» TASK TO COMPLETE
Work through the lines of the material below, note those with the word "DefaultHealthService", and give their number, nothing else.

————

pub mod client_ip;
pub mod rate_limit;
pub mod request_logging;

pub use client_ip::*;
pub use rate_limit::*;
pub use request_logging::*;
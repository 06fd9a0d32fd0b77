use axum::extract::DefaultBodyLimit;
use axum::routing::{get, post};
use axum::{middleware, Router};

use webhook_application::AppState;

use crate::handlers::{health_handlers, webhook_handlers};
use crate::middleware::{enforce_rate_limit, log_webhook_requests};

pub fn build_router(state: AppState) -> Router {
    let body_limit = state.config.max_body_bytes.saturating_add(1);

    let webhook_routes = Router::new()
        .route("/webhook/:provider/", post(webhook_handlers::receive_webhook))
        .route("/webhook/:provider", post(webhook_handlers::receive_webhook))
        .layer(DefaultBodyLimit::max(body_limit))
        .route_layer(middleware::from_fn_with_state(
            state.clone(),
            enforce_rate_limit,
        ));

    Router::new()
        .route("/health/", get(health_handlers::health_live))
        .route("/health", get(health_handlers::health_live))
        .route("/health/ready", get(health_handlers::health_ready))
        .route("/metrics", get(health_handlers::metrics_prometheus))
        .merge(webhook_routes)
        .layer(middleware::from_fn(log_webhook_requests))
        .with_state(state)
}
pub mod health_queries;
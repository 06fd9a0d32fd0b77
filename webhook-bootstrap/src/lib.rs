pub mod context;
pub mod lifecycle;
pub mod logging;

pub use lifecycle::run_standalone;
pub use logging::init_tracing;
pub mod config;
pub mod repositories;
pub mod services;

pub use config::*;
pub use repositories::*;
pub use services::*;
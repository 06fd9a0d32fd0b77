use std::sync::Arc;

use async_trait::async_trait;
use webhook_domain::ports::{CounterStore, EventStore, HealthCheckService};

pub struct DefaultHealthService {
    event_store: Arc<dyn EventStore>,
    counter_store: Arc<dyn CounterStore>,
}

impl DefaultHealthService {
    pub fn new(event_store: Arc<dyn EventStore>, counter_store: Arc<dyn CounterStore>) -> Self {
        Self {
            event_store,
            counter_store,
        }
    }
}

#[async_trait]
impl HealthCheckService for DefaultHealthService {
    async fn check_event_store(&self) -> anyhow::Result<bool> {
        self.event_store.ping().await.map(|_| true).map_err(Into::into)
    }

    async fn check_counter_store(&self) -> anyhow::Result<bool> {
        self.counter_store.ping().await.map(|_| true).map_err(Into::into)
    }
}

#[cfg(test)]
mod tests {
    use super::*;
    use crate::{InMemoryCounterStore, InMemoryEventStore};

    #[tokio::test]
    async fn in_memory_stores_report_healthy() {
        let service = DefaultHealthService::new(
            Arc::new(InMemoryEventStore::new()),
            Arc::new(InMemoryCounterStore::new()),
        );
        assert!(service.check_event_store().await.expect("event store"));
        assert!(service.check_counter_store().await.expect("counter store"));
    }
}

————

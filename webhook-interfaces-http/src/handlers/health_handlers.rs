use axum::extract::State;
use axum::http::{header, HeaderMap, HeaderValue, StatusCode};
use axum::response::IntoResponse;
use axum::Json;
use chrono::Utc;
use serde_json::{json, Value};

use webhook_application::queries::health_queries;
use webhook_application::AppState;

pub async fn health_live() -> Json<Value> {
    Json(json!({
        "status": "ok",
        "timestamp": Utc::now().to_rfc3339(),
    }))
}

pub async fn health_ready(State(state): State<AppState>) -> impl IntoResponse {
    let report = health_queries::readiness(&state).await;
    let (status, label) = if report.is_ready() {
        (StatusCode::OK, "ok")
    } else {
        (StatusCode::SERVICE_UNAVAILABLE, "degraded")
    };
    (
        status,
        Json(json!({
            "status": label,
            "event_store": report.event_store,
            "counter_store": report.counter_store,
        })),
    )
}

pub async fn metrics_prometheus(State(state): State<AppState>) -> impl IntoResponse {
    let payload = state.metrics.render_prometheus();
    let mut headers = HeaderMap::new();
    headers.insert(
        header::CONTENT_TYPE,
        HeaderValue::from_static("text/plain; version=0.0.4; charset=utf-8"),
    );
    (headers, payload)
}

————

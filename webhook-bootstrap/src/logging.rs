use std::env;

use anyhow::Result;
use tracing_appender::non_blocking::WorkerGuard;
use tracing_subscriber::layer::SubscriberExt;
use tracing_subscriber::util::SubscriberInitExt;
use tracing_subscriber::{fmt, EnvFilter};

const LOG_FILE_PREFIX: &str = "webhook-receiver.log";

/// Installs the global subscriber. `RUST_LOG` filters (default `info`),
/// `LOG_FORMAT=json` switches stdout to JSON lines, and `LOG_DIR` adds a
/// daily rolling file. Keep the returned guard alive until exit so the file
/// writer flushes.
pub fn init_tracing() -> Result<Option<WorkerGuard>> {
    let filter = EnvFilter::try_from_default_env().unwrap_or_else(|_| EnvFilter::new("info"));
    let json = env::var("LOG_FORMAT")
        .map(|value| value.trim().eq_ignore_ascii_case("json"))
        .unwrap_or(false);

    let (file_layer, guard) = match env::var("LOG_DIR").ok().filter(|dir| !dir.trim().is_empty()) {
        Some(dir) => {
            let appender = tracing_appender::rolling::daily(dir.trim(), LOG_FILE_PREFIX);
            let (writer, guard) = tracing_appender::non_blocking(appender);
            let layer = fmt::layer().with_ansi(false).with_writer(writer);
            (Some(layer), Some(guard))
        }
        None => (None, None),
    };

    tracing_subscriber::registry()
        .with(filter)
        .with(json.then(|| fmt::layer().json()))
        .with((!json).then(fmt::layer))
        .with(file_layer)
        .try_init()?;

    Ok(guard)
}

————

» OUTPUT BELOW
4